*WORK TO COMPLETE*:
For the entries below, the result should be an exact transcription of the lines from the one with "the pending order." up to and including the one with "pub fn add_items(&mut", and only those.

··· RECORD EXCERPTS ···

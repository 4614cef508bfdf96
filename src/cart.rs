//! Cart

use tracing::debug;

use crate::{
    order::OrderSummary,
    pricing::{PricingError, Totals, totals},
};

/// A dish as handed to the cart by the menu screens, without a quantity.
#[derive(Debug, Clone, PartialEq, Eq)]
pub struct NewCartLine {
    /// Stable dish identifier.
    pub id: String,

    /// Display name in the language active when the dish was added.
    pub name: String,

    /// Price of one unit in whole currency units.
    pub unit_price: u32,

    /// Optional image reference.
    pub image: Option<String>,
}

/// One distinct dish in the pending order.
#[derive(Debug, Clone, PartialEq, Eq)]
pub struct CartLine {
    id: String,
    name: String,
    unit_price: u32,
    quantity: u32,
    image: Option<String>,
}

impl CartLine {
    fn from_new(line: NewCartLine, quantity: u32) -> Self {
        Self {
            id: line.id,
            name: line.name,
            unit_price: line.unit_price,
            quantity,
            image: line.image,
        }
    }

    /// Create a line directly, mostly useful for pricing.
    ///
    /// A zero quantity is clamped to one; the cart never stores empty lines.
    pub fn new(
        id: impl Into<String>,
        name: impl Into<String>,
        unit_price: u32,
        quantity: u32,
    ) -> Self {
        Self {
            id: id.into(),
            name: name.into(),
            unit_price,
            quantity: quantity.max(1),
            image: None,
        }
    }

    /// Dish identifier.
    pub fn id(&self) -> &str {
        &self.id
    }

    /// Name captured at add time.
    pub fn name(&self) -> &str {
        &self.name
    }

    /// Unit price in whole currency units.
    pub fn unit_price(&self) -> u32 {
        self.unit_price
    }

    /// Quantity, always at least one.
    pub fn quantity(&self) -> u32 {
        self.quantity
    }

    /// Image reference, if any.
    pub fn image(&self) -> Option<&str> {
        self.image.as_deref()
    }

    /// `unit_price × quantity`, widened so it cannot overflow.
    pub fn line_total(&self) -> u64 {
        u64::from(self.unit_price) * u64::from(self.quantity)
    }
}

/// The user's pending order: distinct lines in first-added order plus a free-text comment.
#[derive(Debug, Clone, Default, PartialEq, Eq)]
pub struct Cart {
    lines: Vec<CartLine>,
    comment: String,
}

impl Cart {
    /// Create an empty cart.
    pub fn new() -> Self {
        Self::default()
    }

    /// Add one unit of a dish.
    ///
    /// An existing line with the same id has its quantity bumped by one; otherwise a new
    /// line with quantity one is appended.
    pub fn add_item(&mut self, dish: NewCartLine) {
        self.add_items(dish, 1);
    }

    /// Add `count` units of a dish, the same as calling [`Cart::add_item`] `count` times.
    pub fn add_items(&mut self, dish: NewCartLine, count: u32) {
        if count == 0 {
            return;
        }

        if let Some(line) = self.lines.iter_mut().find(|line| line.id == dish.id) {
            line.quantity = line.quantity.saturating_add(count);

            debug!(id = %line.id, quantity = line.quantity, "cart line incremented");
        } else {
            debug!(id = %dish.id, quantity = count, "cart line added");

            self.lines.push(CartLine::from_new(dish, count));
        }
    }

    /// Remove the line with this id. Unknown ids are ignored.
    pub fn remove_item(&mut self, id: &str) {
        let before = self.lines.len();

        self.lines.retain(|line| line.id != id);

        if self.lines.len() != before {
            debug!(id, "cart line removed");
        }
    }

    /// Set the quantity of an existing line.
    ///
    /// Zero or negative quantities remove the line. Unknown ids are ignored, no line is created.
    pub fn update_quantity(&mut self, id: &str, quantity: i64) {
        if quantity <= 0 {
            self.remove_item(id);
            return;
        }

        let quantity = u32::try_from(quantity).unwrap_or(u32::MAX);

        if let Some(line) = self.lines.iter_mut().find(|line| line.id == id) {
            line.quantity = quantity;

            debug!(id, quantity, "cart line quantity updated");
        }
    }

    /// Replace the order comment.
    pub fn set_comment(&mut self, comment: impl Into<String>) {
        self.comment = comment.into();
    }

    /// Empty the cart and its comment.
    pub fn clear(&mut self) {
        self.lines.clear();
        self.comment.clear();

        debug!("cart cleared");
    }

    /// Lines in first-added order.
    pub fn lines(&self) -> &[CartLine] {
        &self.lines
    }

    /// Order comment.
    pub fn comment(&self) -> &str {
        &self.comment
    }

    /// Look up a line by dish id.
    pub fn get(&self, id: &str) -> Option<&CartLine> {
        self.lines.iter().find(|line| line.id == id)
    }

    /// Number of distinct lines.
    pub fn len(&self) -> usize {
        self.lines.len()
    }

    /// Check if the cart has no lines.
    pub fn is_empty(&self) -> bool {
        self.lines.is_empty()
    }

    /// Total number of units across all lines.
    pub fn item_count(&self) -> u64 {
        self.lines.iter().map(|line| u64::from(line.quantity)).sum()
    }

    /// Subtotal, service charge and total of the current lines.
    ///
    /// # Errors
    ///
    /// Returns a [`PricingError`] if the amounts overflow.
    pub fn totals(&self) -> Result<Totals, PricingError> {
        totals(&self.lines)
    }

    /// Snapshot the order and empty the cart.
    ///
    /// # Errors
    ///
    /// Returns a [`PricingError`] if the totals cannot be computed, in which case the cart is
    /// left untouched.
    pub fn checkout(&mut self) -> Result<OrderSummary, PricingError> {
        let totals = self.totals()?;
        let lines = std::mem::take(&mut self.lines);
        let comment = std::mem::take(&mut self.comment);

        debug!(lines = lines.len(), total = totals.total(), "cart checked out");

        Ok(OrderSummary::new(lines, comment, totals))
    }
}

#[cfg(test)]
mod tests {
    use testresult::TestResult;

    use super::*;

    fn dish(id: &str, price: u32) -> NewCartLine {
        NewCartLine {
            id: id.to_string(),
            name: format!("Dish {id}"),
            unit_price: price,
            image: None,
        }
    }

    fn filled_cart() -> Cart {
        let mut cart = Cart::new();

        cart.add_item(dish("borscht", 200));
        cart.add_item(dish("placinta", 150));
        cart.add_item(dish("borscht", 200));

        cart
    }

    #[test]
    fn repeated_adds_merge_into_one_line() {
        let mut cart = Cart::new();

        for _ in 0..4 {
            cart.add_item(dish("mamaliga", 90));
        }

        assert_eq!(cart.len(), 1);
        assert_eq!(cart.get("mamaliga").map(CartLine::quantity), Some(4));
    }

    #[test]
    fn lines_keep_first_added_order() {
        let cart = filled_cart();

        let ids: Vec<&str> = cart.lines().iter().map(CartLine::id).collect();

        assert_eq!(ids, ["borscht", "placinta"]);
    }

    #[test]
    fn add_keeps_name_captured_first() {
        let mut cart = Cart::new();

        cart.add_item(dish("soup", 100));
        cart.add_item(NewCartLine {
            name: "Soup".to_string(),
            ..dish("soup", 100)
        });

        assert_eq!(cart.get("soup").map(CartLine::name), Some("Dish soup"));
    }

    #[test]
    fn add_items_counts_each_unit() {
        let mut cart = Cart::new();

        cart.add_items(dish("tea", 40), 3);
        cart.add_items(dish("tea", 40), 2);
        cart.add_items(dish("coffee", 45), 0);

        assert_eq!(cart.get("tea").map(CartLine::quantity), Some(5));
        assert!(cart.get("coffee").is_none());
    }

    #[test]
    fn remove_unknown_id_is_a_noop() {
        let mut cart = filled_cart();
        let before = cart.clone();

        cart.remove_item("missing");

        assert_eq!(cart, before);
    }

    #[test]
    fn remove_existing_line() {
        let mut cart = filled_cart();

        cart.remove_item("borscht");

        assert!(cart.get("borscht").is_none());
        assert_eq!(cart.len(), 1);
    }

    #[test]
    fn non_positive_quantity_equals_removal() {
        let mut removed = filled_cart();
        removed.remove_item("borscht");

        let mut zero = filled_cart();
        zero.update_quantity("borscht", 0);

        let mut negative = filled_cart();
        negative.update_quantity("borscht", -5);

        assert_eq!(zero, removed);
        assert_eq!(negative, removed);
    }

    #[test]
    fn update_quantity_sets_value() {
        let mut cart = filled_cart();

        cart.update_quantity("placinta", 7);

        assert_eq!(cart.get("placinta").map(CartLine::quantity), Some(7));
    }

    #[test]
    fn update_quantity_never_creates_lines() {
        let mut cart = filled_cart();
        let before = cart.clone();

        cart.update_quantity("missing", 3);

        assert_eq!(cart, before);
    }

    #[test]
    fn update_quantity_saturates_huge_values() {
        let mut cart = filled_cart();

        cart.update_quantity("placinta", i64::MAX);

        assert_eq!(cart.get("placinta").map(CartLine::quantity), Some(u32::MAX));
    }

    #[test]
    fn clear_is_idempotent() {
        let mut cart = filled_cart();
        cart.set_comment("no onions");

        cart.clear();
        let once = cart.clone();
        cart.clear();

        assert!(cart.is_empty());
        assert_eq!(cart.comment(), "");
        assert_eq!(cart, once);
    }

    #[test]
    fn readd_after_remove_starts_fresh() {
        let mut cart = Cart::new();

        cart.add_item(dish("wine", 300));
        cart.add_item(dish("wine", 300));
        cart.remove_item("wine");
        cart.add_item(dish("wine", 300));

        assert_eq!(cart.len(), 1);
        assert_eq!(cart.get("wine").map(CartLine::quantity), Some(1));
    }

    #[test]
    fn set_comment_replaces_text() {
        let mut cart = Cart::new();

        cart.set_comment("first");
        cart.set_comment("");

        assert_eq!(cart.comment(), "");
    }

    #[test]
    fn item_count_sums_quantities() {
        let cart = filled_cart();

        assert_eq!(cart.item_count(), 3);
    }

    #[test]
    fn checkout_snapshots_then_clears() -> TestResult {
        let mut cart = filled_cart();
        cart.set_comment("table by the window");
        let expected = cart.totals()?;

        let summary = cart.checkout()?;

        assert_eq!(summary.totals(), &expected);
        assert_eq!(summary.lines().len(), 2);
        assert_eq!(summary.comment(), "table by the window");
        assert!(cart.is_empty());
        assert_eq!(cart.comment(), "");

        Ok(())
    }
}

···

*OUTPUT FOR THIS EXERCISE*:
/// One distinct dish in the pending order.
#[derive(Debug, Clone, PartialEq, Eq)]
pub struct CartLine {
    id: String,
    name: String,
    unit_price: u32,
    quantity: u32,
    image: Option<String>,
}

impl CartLine {
    fn from_new(line: NewCartLine, quantity: u32) -> Self {
        Self {
            id: line.id,
            name: line.name,
            unit_price: line.unit_price,
            quantity,
            image: line.image,
        }
    }

    /// Create a line directly, mostly useful for pricing.
    ///
    /// A zero quantity is clamped to one; the cart never stores empty lines.
    pub fn new(
        id: impl Into<String>,
        name: impl Into<String>,
        unit_price: u32,
        quantity: u32,
    ) -> Self {
        Self {
            id: id.into(),
            name: name.into(),
            unit_price,
            quantity: quantity.max(1),
            image: None,
        }
    }

    /// Dish identifier.
    pub fn id(&self) -> &str {
        &self.id
    }

    /// Name captured at add time.
    pub fn name(&self) -> &str {
        &self.name
    }

    /// Unit price in whole currency units.
    pub fn unit_price(&self) -> u32 {
        self.unit_price
    }

    /// Quantity, always at least one.
    pub fn quantity(&self) -> u32 {
        self.quantity
    }

    /// Image reference, if any.
    pub fn image(&self) -> Option<&str> {
        self.image.as_deref()
    }

    /// `unit_price × quantity`, widened so it cannot overflow.
    pub fn line_total(&self) -> u64 {
        u64::from(self.unit_price) * u64::from(self.quantity)
    }
}

/// The user's pending order: distinct lines in first-added order plus a free-text comment.
#[derive(Debug, Clone, Default, PartialEq, Eq)]
pub struct Cart {
    lines: Vec<CartLine>,
    comment: String,
}

impl Cart {
    /// Create an empty cart.
    pub fn new() -> Self {
        Self::default()
    }

    /// Add one unit of a dish.
    ///
    /// An existing line with the same id has its quantity bumped by one; otherwise a new
    /// line with quantity one is appended.
    pub fn add_item(&mut self, dish: NewCartLine) {
        self.add_items(dish, 1);
    }

    /// Add `count` units of a dish, the same as calling [`Cart::add_item`] `count` times.
    pub fn add_items(&mut self, dish: NewCartLine, count: u32) {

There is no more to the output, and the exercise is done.